START SOURCE INFORMATION
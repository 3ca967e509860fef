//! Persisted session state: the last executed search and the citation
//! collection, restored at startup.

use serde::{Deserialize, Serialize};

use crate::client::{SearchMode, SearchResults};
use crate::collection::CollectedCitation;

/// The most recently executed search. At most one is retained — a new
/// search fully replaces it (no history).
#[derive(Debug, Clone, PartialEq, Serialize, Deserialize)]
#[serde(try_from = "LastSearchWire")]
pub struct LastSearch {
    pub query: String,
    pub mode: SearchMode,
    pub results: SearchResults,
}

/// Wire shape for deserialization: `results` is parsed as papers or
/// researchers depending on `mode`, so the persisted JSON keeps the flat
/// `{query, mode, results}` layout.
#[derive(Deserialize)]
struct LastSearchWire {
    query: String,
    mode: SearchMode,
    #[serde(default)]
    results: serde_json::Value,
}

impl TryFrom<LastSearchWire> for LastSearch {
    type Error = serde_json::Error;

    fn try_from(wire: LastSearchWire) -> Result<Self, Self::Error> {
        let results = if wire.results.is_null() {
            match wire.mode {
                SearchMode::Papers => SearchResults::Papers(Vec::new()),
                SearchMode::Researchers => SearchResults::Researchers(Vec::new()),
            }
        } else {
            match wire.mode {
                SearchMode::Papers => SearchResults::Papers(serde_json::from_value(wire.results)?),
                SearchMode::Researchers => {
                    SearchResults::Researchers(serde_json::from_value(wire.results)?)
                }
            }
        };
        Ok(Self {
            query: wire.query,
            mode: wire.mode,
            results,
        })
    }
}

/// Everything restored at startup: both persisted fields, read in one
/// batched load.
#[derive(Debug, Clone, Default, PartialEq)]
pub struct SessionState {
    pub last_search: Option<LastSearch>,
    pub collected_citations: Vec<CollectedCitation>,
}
END SOURCE INFORMATION
WORK ORDER: Print, exactly as written, the first line of the records above and each line after it until the line with "use crate::collection::CollectedCitation;", which is printed too.

SOLUTION:
repository 3ca967e509860fef
//! Persisted session state: the last executed search and the citation
//! collection, restored at startup.

use serde::{Deserialize, Serialize};

use crate::client::{SearchMode, SearchResults};
use crate::collection::CollectedCitation;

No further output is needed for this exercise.